COMMISSION DE PROTECTION DES DONNÉES PERSONNELLES

S’assurer que tout ce qui permet d’identifier une personne physique soit sécurisé et confidentiel.

Le droit à l’oubli

Jean Frayssinet[1] disait que l’individu ne doit pas être gêné « toute sa vie durant par des informations fichées et utilisées à son insu[2] ».
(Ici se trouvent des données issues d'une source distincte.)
pub mod assets;
pub mod duckdb_storage;
pub mod hooks;
pub mod memory_storage;
pub mod migration;
pub mod plugins;
pub mod storage;

#[cfg(test)]
pub mod test_utils;

pub use assets::*;
pub use duckdb_storage::*;
pub use hooks::*;
pub use memory_storage::*;
pub use migration::{CURRENT_VERSION, MigrationError, Migrator, PersistedState, SchemaVersion};
pub use plugins::*;
pub use storage::*;
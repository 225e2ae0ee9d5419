use crate::infrastructure::{RenderContext, RenderHook};
use anyhow::{Context, Result};
use std::fs::OpenOptions;
use std::io::Write;
use std::path::PathBuf;

/// Appends a line to a log file every time a theme is applied or cleared
pub struct ActivityLogHook {
    log_path: PathBuf,
}

impl ActivityLogHook {
    pub fn new(log_path: impl Into<PathBuf>) -> Self {
        Self {
            log_path: log_path.into(),
        }
    }

    fn append(&self, line: &str) -> Result<()> {
        let mut file = OpenOptions::new()
            .create(true)
            .append(true)
            .open(&self.log_path)
            .with_context(|| format!("Failed to open {}", self.log_path.display()))?;

        writeln!(file, "{}", line)?;
        Ok(())
    }
}

impl RenderHook for ActivityLogHook {
    fn on_theme_applied(&self, context: &RenderContext) -> Result<()> {
        self.append(&format!(
            "[{}] Theme applied: #{} {:?} ({})",
            context.applied_at.format("%Y-%m-%d %H:%M:%S UTC"),
            context.theme_id,
            context.record.name.as_deref().unwrap_or_default(),
            context.record.kind.as_deref().unwrap_or("unknown"),
        ))
    }

    fn on_theme_cleared(&self) -> Result<()> {
        self.append(&format!(
            "[{}] Theme cleared",
            chrono::Utc::now().format("%Y-%m-%d %H:%M:%S UTC")
        ))
    }

    fn name(&self) -> &str {
        "Activity Log"
    }
}
use crate::infrastructure::storage::{KeyValueStore, Scope};
use anyhow::{Result, anyhow};
use serde_json::{Map, Value};
use std::sync::{Arc, Mutex, MutexGuard};

#[derive(Debug, Default)]
struct Scopes {
    durable: Map<String, Value>,
    local: Map<String, Value>,
    writes: usize,
}

impl Scopes {
    fn scope_mut(&mut self, scope: Scope) -> &mut Map<String, Value> {
        match scope {
            Scope::Durable => &mut self.durable,
            Scope::Local => &mut self.local,
        }
    }
}

/// In-process store. Clones share the same data, so a handle kept aside can
/// observe what a registry wrote.
#[derive(Debug, Clone, Default)]
pub struct MemoryStore {
    inner: Arc<Mutex<Scopes>>,
}

impl MemoryStore {
    pub fn new() -> Self {
        Self::default()
    }

    /// Store pre-filled with a durable scope, e.g. data from an older release.
    pub fn with_durable(durable: Map<String, Value>) -> Self {
        let store = Self::new();
        if let Ok(mut scopes) = store.inner.lock() {
            scopes.durable = durable;
        }
        store
    }

    /// Number of mutating calls received so far.
    pub fn write_count(&self) -> usize {
        self.lock().map(|s| s.writes).unwrap_or_default()
    }

    fn lock(&self) -> Result<MutexGuard<'_, Scopes>> {
        self.inner
            .lock()
            .map_err(|_| anyhow!("memory store lock poisoned"))
    }
}

impl KeyValueStore for MemoryStore {
    fn get(&self, scope: Scope, key: &str) -> Result<Option<Value>> {
        let mut scopes = self.lock()?;
        Ok(scopes.scope_mut(scope).get(key).cloned())
    }

    fn set_many(&self, scope: Scope, entries: Map<String, Value>) -> Result<()> {
        let mut scopes = self.lock()?;
        scopes.writes += 1;
        scopes.scope_mut(scope).extend(entries);
        Ok(())
    }

    fn remove(&self, scope: Scope, key: &str) -> Result<()> {
        let mut scopes = self.lock()?;
        scopes.writes += 1;
        scopes.scope_mut(scope).remove(key);
        Ok(())
    }

    fn snapshot(&self, scope: Scope) -> Result<Map<String, Value>> {
        let mut scopes = self.lock()?;
        Ok(scopes.scope_mut(scope).clone())
    }

    fn clear(&self, scope: Scope) -> Result<()> {
        let mut scopes = self.lock()?;
        scopes.writes += 1;
        scopes.scope_mut(scope).clear();
        Ok(())
    }

    fn backend_info(&self) -> &str {
        "In-memory storage"
    }
}
use crate::domain::{CalendarPage, DayCell};
use anyhow::{Context, Result};
use serde::{Deserialize, Serialize};
use std::path::Path;

/// A contribution calendar captured from the host page as JSON:
///
/// ```json
/// { "legend": ["#ebedf0", "#9be9a8"], "days": [{ "count": 3, "color": "#9be9a8" }] }
/// ```
#[derive(Debug, Clone, PartialEq, Eq, Serialize, Deserialize)]
pub struct CalendarSnapshot {
    pub legend: Vec<String>,
    #[serde(default)]
    pub days: Vec<DayCell>,
}

impl CalendarSnapshot {
    pub fn from_path(path: impl AsRef<Path>) -> Result<Self> {
        let path = path.as_ref();
        let raw = std::fs::read_to_string(path)
            .with_context(|| format!("Failed to read snapshot {}", path.display()))?;

        serde_json::from_str(&raw)
            .with_context(|| format!("Failed to parse snapshot {}", path.display()))
    }
}

impl CalendarPage for CalendarSnapshot {
    fn legend_colors(&self) -> Vec<String> {
        self.legend.clone()
    }

    fn day_cells(&self) -> Vec<DayCell> {
        self.days.clone()
    }
}
use crate::domain::ThemeKind;
use thiserror::Error;

/// Errors raised while building, mutating or decoding a theme.
#[derive(Error, Debug, Clone, PartialEq)]
pub enum ThemeError {
    #[error("invalid theme record: `{field}` {reason}")]
    Validation { field: &'static str, reason: String },

    #[error("operation requires a {expected} theme, but this one is {actual}")]
    WrongVariant {
        expected: ThemeKind,
        actual: ThemeKind,
    },

    #[error("can not parse pattern: {0:?}")]
    InvalidPattern(String),

    #[error("can not parse poster reference: {0:?}")]
    InvalidPoster(String),

    #[error("invalid thresholds: {0}")]
    InvalidThresholds(String),
}

impl ThemeError {
    pub fn missing(field: &'static str) -> Self {
        ThemeError::Validation {
            field,
            reason: "is missing or empty".to_string(),
        }
    }
}

#[derive(Error, Debug, Clone, PartialEq, Eq)]
pub enum ClassifyError {
    /// Thresholds are still the detect sentinel.
    #[error("thresholds have not been detected yet")]
    NotReady,

    #[error("there are {legend} legend colors but the theme has {patterns} patterns")]
    LegendMismatch { legend: usize, patterns: usize },
}

#[derive(Error, Debug, Clone, PartialEq, Eq)]
pub enum DetectError {
    #[error("calendar legend has no colors")]
    NoLegend,

    #[error("calendar has no contribution days to learn from")]
    EmptyCalendar,

    #[error("legend colors do not map to increasing count ranges: {0}")]
    InconsistentLegend(String),

    #[error("day with {count} contributions is rendered as {color}, which is not a legend color")]
    ClassificationMismatch { color: String, count: u32 },
}
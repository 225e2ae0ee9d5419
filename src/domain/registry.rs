use crate::domain::{builtin_themes, template_theme, IdAllocator, Theme, ThemeError, ThemeId};
use crate::infrastructure::{
    keys, AssetLibrary, HookRegistry, KeyValueStore, MigrationError, Migrator, PersistedState,
    RenderContext, Scope, CURRENT_VERSION,
};
use chrono::Utc;
use serde_json::{Map, Value};
use std::collections::HashSet;
use thiserror::Error;

#[derive(Error, Debug)]
pub enum RegistryError {
    #[error(transparent)]
    Theme(#[from] ThemeError),

    #[error("can not upgrade stored themes: {0}")]
    Migration(#[from] MigrationError),

    #[error("no theme with id {0}")]
    UnknownTheme(ThemeId),

    #[error(transparent)]
    Storage(#[from] anyhow::Error),
}

/// The user's themes, in display order, plus the selection.
///
/// Every mutation rewrites the whole envelope in the durable scope.
pub struct ThemeRegistry {
    store: Box<dyn KeyValueStore>,
    themes: Vec<Theme>,
    selected_id: Option<ThemeId>,
    ids: IdAllocator,
    hooks: HookRegistry,
}

impl ThemeRegistry {
    pub fn load(store: Box<dyn KeyValueStore>) -> Result<Self, RegistryError> {
        Self::load_with_hooks(store, HookRegistry::new())
    }

    /// Read the stored registry, seeding built-ins on first run and upgrading
    /// data written by older releases. Any invalid theme record fails the
    /// whole load.
    pub fn load_with_hooks(
        store: Box<dyn KeyValueStore>,
        hooks: HookRegistry,
    ) -> Result<Self, RegistryError> {
        let version = store.get(Scope::Durable, keys::VERSION)?;

        let mut registry = Self {
            store,
            themes: Vec::new(),
            selected_id: None,
            ids: IdAllocator::new(1),
            hooks,
        };

        match version {
            None => registry.seed()?,
            Some(Value::String(version)) => {
                let migrator = Migrator::new();
                if migrator.needs_migration(&version)? {
                    registry.migrate(&migrator, &version)?;
                }
                registry.read_envelope()?;
            }
            Some(other) => {
                return Err(ThemeError::Validation {
                    field: "version",
                    reason: format!("expected a string, found {}", other),
                }
                .into());
            }
        }

        log::debug!(
            "loaded {} themes from {}",
            registry.themes.len(),
            registry.store.backend_info()
        );
        Ok(registry)
    }

    fn seed(&mut self) -> Result<(), RegistryError> {
        let mut themes = builtin_themes()?;
        for (id, theme) in (1..).zip(themes.iter_mut()) {
            theme.set_id(id);
        }

        self.ids = IdAllocator::new(themes.len() as ThemeId + 1);
        self.themes = themes;
        self.selected_id = None;

        log::info!("first run, seeding {} built-in themes", self.themes.len());
        self.save()
    }

    /// Upgrade both scopes in place. New keys are written before stale ones
    /// are removed, so a failed write leaves the old data loadable.
    fn migrate(&self, migrator: &Migrator, version: &str) -> Result<(), RegistryError> {
        let state = PersistedState {
            durable: self.store.snapshot(Scope::Durable)?,
            local: self.store.snapshot(Scope::Local)?,
        };
        let old_durable: Vec<String> = state.durable.keys().cloned().collect();
        let old_local: Vec<String> = state.local.keys().cloned().collect();

        let migrated = migrator.migrate(version, state)?;
        let stale_durable = stale_keys(old_durable, &migrated.durable);
        let stale_local = stale_keys(old_local, &migrated.local);

        // local first: the durable write carries the version stamp
        self.store.set_many(Scope::Local, migrated.local)?;
        self.store.set_many(Scope::Durable, migrated.durable)?;

        for key in &stale_durable {
            self.store.remove(Scope::Durable, key)?;
        }
        for key in &stale_local {
            self.store.remove(Scope::Local, key)?;
        }
        Ok(())
    }

    fn read_envelope(&mut self) -> Result<(), RegistryError> {
        let durable = self.store.snapshot(Scope::Durable)?;

        let records = match durable.get(keys::THEMES) {
            None | Some(Value::Null) => Vec::new(),
            Some(Value::Array(records)) => records.clone(),
            Some(other) => {
                return Err(ThemeError::Validation {
                    field: "themes",
                    reason: format!("expected a list, found {}", other),
                }
                .into());
            }
        };

        let themes = records
            .into_iter()
            .map(Theme::from_value)
            .collect::<Result<Vec<_>, _>>()?;

        let mut seen = HashSet::new();
        for theme in &themes {
            let id = theme.id().ok_or_else(|| ThemeError::missing("id"))?;
            if !seen.insert(id) {
                return Err(ThemeError::Validation {
                    field: "id",
                    reason: format!("{} is used by more than one theme", id),
                }
                .into());
            }
        }

        let stored_next = durable
            .get(keys::NEXT_ID)
            .and_then(Value::as_u64)
            .unwrap_or(0);
        let mut ids = IdAllocator::new(stored_next);
        if let Some(&max_id) = seen.iter().max() {
            if stored_next <= max_id {
                log::warn!(
                    "stored next_id {} is not above existing id {}; continuing from {}",
                    stored_next,
                    max_id,
                    max_id + 1
                );
                ids.reserve_past(max_id);
            }
        }

        let selected_id = match durable.get(keys::SELECTED_ID).and_then(Value::as_u64) {
            Some(id) if !seen.contains(&id) => {
                log::warn!("selected theme {} does not exist, clearing selection", id);
                None
            }
            selected => selected,
        };

        self.themes = themes;
        self.selected_id = selected_id;
        self.ids = ids;
        Ok(())
    }

    pub fn themes(&self) -> &[Theme] {
        &self.themes
    }

    pub fn get(&self, id: ThemeId) -> Option<&Theme> {
        self.themes.iter().find(|t| t.id() == Some(id))
    }

    pub fn selected_id(&self) -> Option<ThemeId> {
        self.selected_id
    }

    pub fn selected(&self) -> Option<&Theme> {
        self.selected_id.and_then(|id| self.get(id))
    }

    /// Id the next added theme will get.
    pub fn next_id(&self) -> ThemeId {
        self.ids.peek()
    }

    pub fn assets(&self) -> AssetLibrary<'_> {
        AssetLibrary::new(self.store.as_ref())
    }

    fn position(&self, id: ThemeId) -> Result<usize, RegistryError> {
        self.themes
            .iter()
            .position(|t| t.id() == Some(id))
            .ok_or(RegistryError::UnknownTheme(id))
    }

    /// Append a copy of `base` under a fresh id.
    pub fn add(&mut self, base: &Theme) -> Result<&Theme, RegistryError> {
        let mut theme = base.duplicate();
        if !theme.is_complete() {
            return Err(ThemeError::missing("poster").into());
        }

        let id = self.ids.next(self.store.as_ref())?;
        theme.set_id(id);

        let index = self.themes.len();
        self.themes.push(theme);
        if let Err(e) = self.save() {
            // the allocated id is not handed out again
            self.themes.pop();
            return Err(e);
        }

        log::info!("added theme {} ({:?})", id, self.themes[index].name());
        Ok(&self.themes[index])
    }

    /// Append a copy of the built-in template.
    pub fn add_default(&mut self) -> Result<&Theme, RegistryError> {
        let template = template_theme()?;
        self.add(&template)
    }

    pub fn delete(&mut self, id: ThemeId) -> Result<Theme, RegistryError> {
        let index = self.position(id)?;
        let removed = self.themes.remove(index);

        let was_selected = self.selected_id == Some(id);
        if was_selected {
            self.selected_id = None;
        }
        if let Err(e) = self.save() {
            self.themes.insert(index, removed);
            if was_selected {
                self.selected_id = Some(id);
            }
            return Err(e);
        }

        if was_selected {
            self.store.remove(Scope::Local, keys::ACTIVE_THEME)?;
            self.hooks.execute_clear_hooks();
        }

        log::info!("deleted theme {} ({:?})", id, removed.name());
        Ok(removed)
    }

    /// Make a theme the active one and hand it to the renderers.
    pub fn select(&mut self, id: ThemeId) -> Result<(), RegistryError> {
        let index = self.position(id)?;
        let previous = self.selected_id.replace(id);
        if let Err(e) = self.save() {
            self.selected_id = previous;
            return Err(e);
        }
        self.apply(index)
    }

    /// Edit a theme in place. The edit is discarded if the closure fails.
    /// The selected theme is re-applied afterwards.
    pub fn update<F>(&mut self, id: ThemeId, edit: F) -> Result<&Theme, RegistryError>
    where
        F: FnOnce(&mut Theme) -> Result<(), ThemeError>,
    {
        let index = self.position(id)?;

        let mut theme = self.themes[index].clone();
        edit(&mut theme)?;
        if !theme.is_complete() {
            return Err(ThemeError::missing("poster").into());
        }

        let previous = std::mem::replace(&mut self.themes[index], theme);
        if let Err(e) = self.save() {
            self.themes[index] = previous;
            return Err(e);
        }

        if self.selected_id == Some(id) {
            self.apply(index)?;
        }
        Ok(&self.themes[index])
    }

    fn apply(&self, index: usize) -> Result<(), RegistryError> {
        let theme = &self.themes[index];
        let record = theme.to_record();

        self.store
            .set(Scope::Local, keys::ACTIVE_THEME, theme.to_value()?)?;

        if let Some(theme_id) = theme.id() {
            self.hooks.execute_render_hooks(&RenderContext {
                theme_id,
                record,
                applied_at: Utc::now(),
            });
        }
        Ok(())
    }

    /// Rewrite the whole envelope.
    pub fn save(&self) -> Result<(), RegistryError> {
        if let Some(theme) = self.themes.iter().find(|t| !t.is_complete()) {
            return Err(ThemeError::Validation {
                field: "poster",
                reason: format!("is missing on theme {:?}", theme.name()),
            }
            .into());
        }

        let records = self
            .themes
            .iter()
            .map(Theme::to_value)
            .collect::<Result<Vec<_>, _>>()?;

        let mut envelope = Map::new();
        envelope.insert(keys::VERSION.to_string(), Value::from(CURRENT_VERSION));
        envelope.insert(keys::THEMES.to_string(), Value::Array(records));
        envelope.insert(
            keys::SELECTED_ID.to_string(),
            self.selected_id.map_or(Value::Null, Value::from),
        );
        envelope.insert(keys::NEXT_ID.to_string(), Value::from(self.ids.peek()));

        self.store.set_many(Scope::Durable, envelope)?;
        log::debug!("saved {} themes", self.themes.len());
        Ok(())
    }

    /// Forget everything: both storage scopes and the in-memory state.
    pub fn clear(&mut self) -> Result<(), RegistryError> {
        self.store.clear(Scope::Durable)?;
        self.store.clear(Scope::Local)?;

        self.themes.clear();
        self.selected_id = None;
        self.ids = IdAllocator::new(1);
        self.hooks.execute_clear_hooks();

        log::info!("cleared all stored data");
        Ok(())
    }
}

fn stale_keys(old: Vec<String>, current: &Map<String, Value>) -> Vec<String> {
    old.into_iter()
        .filter(|key| !current.contains_key(key))
        .collect()
}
Le droit à l’oubli est le sujet qui fait plus de débat actuellement par rapport à la protection des données à caractère personnel des internautes. Si la quasi-totalité des autorités de contrôle font la plaidoirie, ce droit à l’oubli est loin de faire l’unanimité et entraîne, en premier lieu, de vives réactions de la part des historiens et des archivistes. En effet, pour eux, droit à l’oubli est synonyme de droit d’effacer le passé. Aussi, la destruction des données personnelles après leur temps de conservation nécessaire à leur utilisation s’annonce comme le point litigieux.

Par un arrêt symbolique du 13 mai 2014, la Cour de justice de la Communauté européenne (CJUE) consacre le droit l’oubli numérique. Cette décision constitue un tournant décisif pour l’application du droit à l’oubli imposée aux moteurs de recherche tel que Google.

Cependant aucune disposition de la loi sénégalaise n°2008-12 du 25 janvier 2008 portant sur la protection des données à caractère personnel ne mentionne expressément le droit à l’oubli d’où la difficulté de définir cet ensemble. La doctrine se fonde notamment sur son corollaire le droit à l’effacement  pour faire application de ce droit.

En quoi consiste ce droit à l’effacement ?

Le droit à l’effacement des données à caractère personnel comprend deux facettes :

  • l’interdiction pour les responsables de traitement de conserver les données plus que nécessaire ;

Cette obligation est énoncée aux articles 35 et 72 de la loi n°2008-12 précitée qui prévoient que «les données personnelles ne doivent être conservées pendant une durée qui excède  la période nécessaire aux finalités pour lesquelles, elles sont collectées ou traitées. Au-delà de cette période requise, les données ne peuvent faire l’objet d’une conservation qu’en vue de répondre à des fins historiques, statistiques, ou de recherches en vertu des dispositions légales».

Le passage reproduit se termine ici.